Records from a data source
###

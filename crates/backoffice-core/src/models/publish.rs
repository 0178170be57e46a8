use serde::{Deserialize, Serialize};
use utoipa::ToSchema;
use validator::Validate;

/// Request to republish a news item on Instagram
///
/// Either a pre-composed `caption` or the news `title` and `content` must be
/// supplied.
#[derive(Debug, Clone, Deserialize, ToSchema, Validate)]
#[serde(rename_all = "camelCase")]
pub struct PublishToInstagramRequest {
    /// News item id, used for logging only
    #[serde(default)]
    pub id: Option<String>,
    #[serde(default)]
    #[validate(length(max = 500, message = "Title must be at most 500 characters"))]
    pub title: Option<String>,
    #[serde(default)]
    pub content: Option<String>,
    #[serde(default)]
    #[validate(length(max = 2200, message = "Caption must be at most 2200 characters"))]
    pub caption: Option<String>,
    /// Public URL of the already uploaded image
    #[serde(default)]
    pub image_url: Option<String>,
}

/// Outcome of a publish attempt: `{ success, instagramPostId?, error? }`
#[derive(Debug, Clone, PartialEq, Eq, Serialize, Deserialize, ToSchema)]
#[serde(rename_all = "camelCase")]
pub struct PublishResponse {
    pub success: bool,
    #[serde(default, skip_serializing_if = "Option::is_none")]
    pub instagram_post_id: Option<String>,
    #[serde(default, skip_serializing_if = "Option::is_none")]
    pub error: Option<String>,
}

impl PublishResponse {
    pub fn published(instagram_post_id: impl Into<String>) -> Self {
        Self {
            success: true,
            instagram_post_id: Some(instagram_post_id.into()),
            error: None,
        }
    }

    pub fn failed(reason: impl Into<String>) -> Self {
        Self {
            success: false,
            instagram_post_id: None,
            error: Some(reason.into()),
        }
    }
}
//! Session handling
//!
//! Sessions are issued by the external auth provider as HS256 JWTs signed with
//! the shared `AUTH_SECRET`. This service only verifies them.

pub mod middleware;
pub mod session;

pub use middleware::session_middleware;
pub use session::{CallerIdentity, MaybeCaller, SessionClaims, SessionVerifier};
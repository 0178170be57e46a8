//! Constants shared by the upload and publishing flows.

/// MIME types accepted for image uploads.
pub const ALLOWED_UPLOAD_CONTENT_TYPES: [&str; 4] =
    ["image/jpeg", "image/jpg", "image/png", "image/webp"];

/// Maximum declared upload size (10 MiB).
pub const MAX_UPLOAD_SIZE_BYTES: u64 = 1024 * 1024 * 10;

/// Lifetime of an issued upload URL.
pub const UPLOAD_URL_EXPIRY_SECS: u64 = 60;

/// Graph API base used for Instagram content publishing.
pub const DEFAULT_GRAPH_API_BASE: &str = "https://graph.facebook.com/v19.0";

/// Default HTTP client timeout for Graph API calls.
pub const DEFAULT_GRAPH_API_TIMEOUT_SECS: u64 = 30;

###

= Required action =
The first line of the entries above and every line after it, up to and including the line with "#[validate(length(max = 2200, message", should be set down exactly.

= Reply to the exercise =
filename crates/backoffice-core/src/models/publish.rs
repository 0178170be57e46a8
use serde::{Deserialize, Serialize};
use utoipa::ToSchema;
use validator::Validate;

/// Request to republish a news item on Instagram
///
/// Either a pre-composed `caption` or the news `title` and `content` must be
/// supplied.
#[derive(Debug, Clone, Deserialize, ToSchema, Validate)]
#[serde(rename_all = "camelCase")]
pub struct PublishToInstagramRequest {
    /// News item id, used for logging only
    #[serde(default)]
    pub id: Option<String>,
    #[serde(default)]
    #[validate(length(max = 500, message = "Title must be at most 500 characters"))]
    pub title: Option<String>,
    #[serde(default)]
    pub content: Option<String>,
    #[serde(default)]
    #[validate(length(max = 2200, message = "Caption must be at most 2200 characters"))]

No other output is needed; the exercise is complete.